▸ **About this exercise**
The entries below contain a line with "pub struct Catalog" and a line with "and decoded rows.". Quote exactly those two lines and all lines between them.

#### Records shown

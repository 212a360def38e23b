//! Catalog: source tables handed over by readers
//!
//! 테이블 이름(대소문자 무시) → 뷰. 읽기는 공유 잠금 아래에서 스냅샷(`Arc<View>`)을
//! 가져가고, DML은 업그레이드 가능한 읽기 잠금으로 새 값을 모두 계산한 뒤 쓰기
//! 잠금으로 승격하여 적용합니다. 잠금 대기가 `wait_timeout`을 넘기면 실패합니다.

use crate::error::{QueryError, QueryResult};
use crate::value::Value;
use crate::view::View;
use ahash::AHashMap;
use parking_lot::{RwLock, RwLockUpgradableReadGuard};
use std::sync::Arc;
use std::time::Duration;

type TableSlot = Arc<RwLock<Arc<View>>>;

/// 테이블 카탈로그
#[derive(Debug, Default)]
pub struct Catalog {
    tables: RwLock<AHashMap<String, TableSlot>>,
}

impl Catalog {
    pub fn new() -> Self {
        Self::default()
    }

    /// Register a table from a header and decoded rows.
    pub fn register<S: AsRef<str>>(&self, name: &str, columns: &[S], rows: Vec<Vec<Value>>) -> QueryResult<()> {
        let view = View::from_rows(name, columns, rows)?;
        self.register_view(name, view)
    }

    /// Register an existing view under `name`; its table fields are requalified.
    pub fn register_view(&self, name: &str, mut view: View) -> QueryResult<()> {
        let key = name.to_lowercase();
        let mut tables = self.tables.write();
        if tables.contains_key(&key) {
            return Err(QueryError::TableAlreadyExists(name.to_string()));
        }
        view.header.update_qualifier(name);
        view.set_source(name);
        tracing::debug!(table = name, records = view.len(), fields = view.field_count(), "table registered");
        tables.insert(key, Arc::new(RwLock::new(Arc::new(view))));
        Ok(())
    }

    pub fn contains(&self, name: &str) -> bool {
        self.tables.read().contains_key(&name.to_lowercase())
    }

    /// Registered table names (lower-cased), sorted.
    pub fn table_names(&self) -> Vec<String> {
        let mut names: Vec<String> = self.tables.read().keys().cloned().collect();
        names.sort();
        names
    }

    pub fn drop_table(&self, name: &str) -> QueryResult<()> {
        self.tables
            .write()
            .remove(&name.to_lowercase())
            .map(|_| ())
            .ok_or_else(|| QueryError::TableNotFound(name.to_string()))
    }

    fn slot(&self, name: &str) -> QueryResult<TableSlot> {
        self.tables
            .read()
            .get(&name.to_lowercase())
            .cloned()
            .ok_or_else(|| QueryError::TableNotFound(name.to_string()))
    }

    /// Current contents of a table, waiting at most `timeout` for a writer.
    pub fn snapshot(&self, name: &str, timeout: Duration) -> QueryResult<Arc<View>> {
        let slot = self.slot(name)?;
        let guard = slot.try_read_for(timeout).ok_or_else(|| QueryError::Timeout {
            resource: format!("table {name}"),
            waited_ms: timeout.as_millis(),
        })?;
        Ok(Arc::clone(&*guard))
    }

    /// Mutate a table in two phases.
    ///
    /// `plan` runs under an upgradable read lock (other readers, including
    /// subqueries of the same statement, may still snapshot the table) and
    /// computes every change. Only when it succeeds is the lock upgraded and
    /// `apply` run, so a failed plan leaves the table untouched.
    pub fn update<P, R>(
        &self,
        name: &str,
        timeout: Duration,
        plan: impl FnOnce(&View) -> QueryResult<P>,
        apply: impl FnOnce(&mut View, P) -> R,
    ) -> QueryResult<R> {
        let slot = self.slot(name)?;
        let conflict = || QueryError::WriteConflict {
            table: name.to_string(),
            waited_ms: timeout.as_millis(),
        };

        let guard = slot.try_upgradable_read_for(timeout).ok_or_else(conflict)?;
        let changes = plan(&guard)?;
        let mut guard = RwLockUpgradableReadGuard::try_upgrade_for(guard, timeout).map_err(|_| conflict())?;
        Ok(apply(Arc::make_mut(&mut *guard), changes))
    }
}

########

▸ **Finished task**
pub struct Catalog {
    tables: RwLock<AHashMap<String, TableSlot>>,
}

impl Catalog {
    pub fn new() -> Self {
        Self::default()
    }

    /// Register a table from a header and decoded rows.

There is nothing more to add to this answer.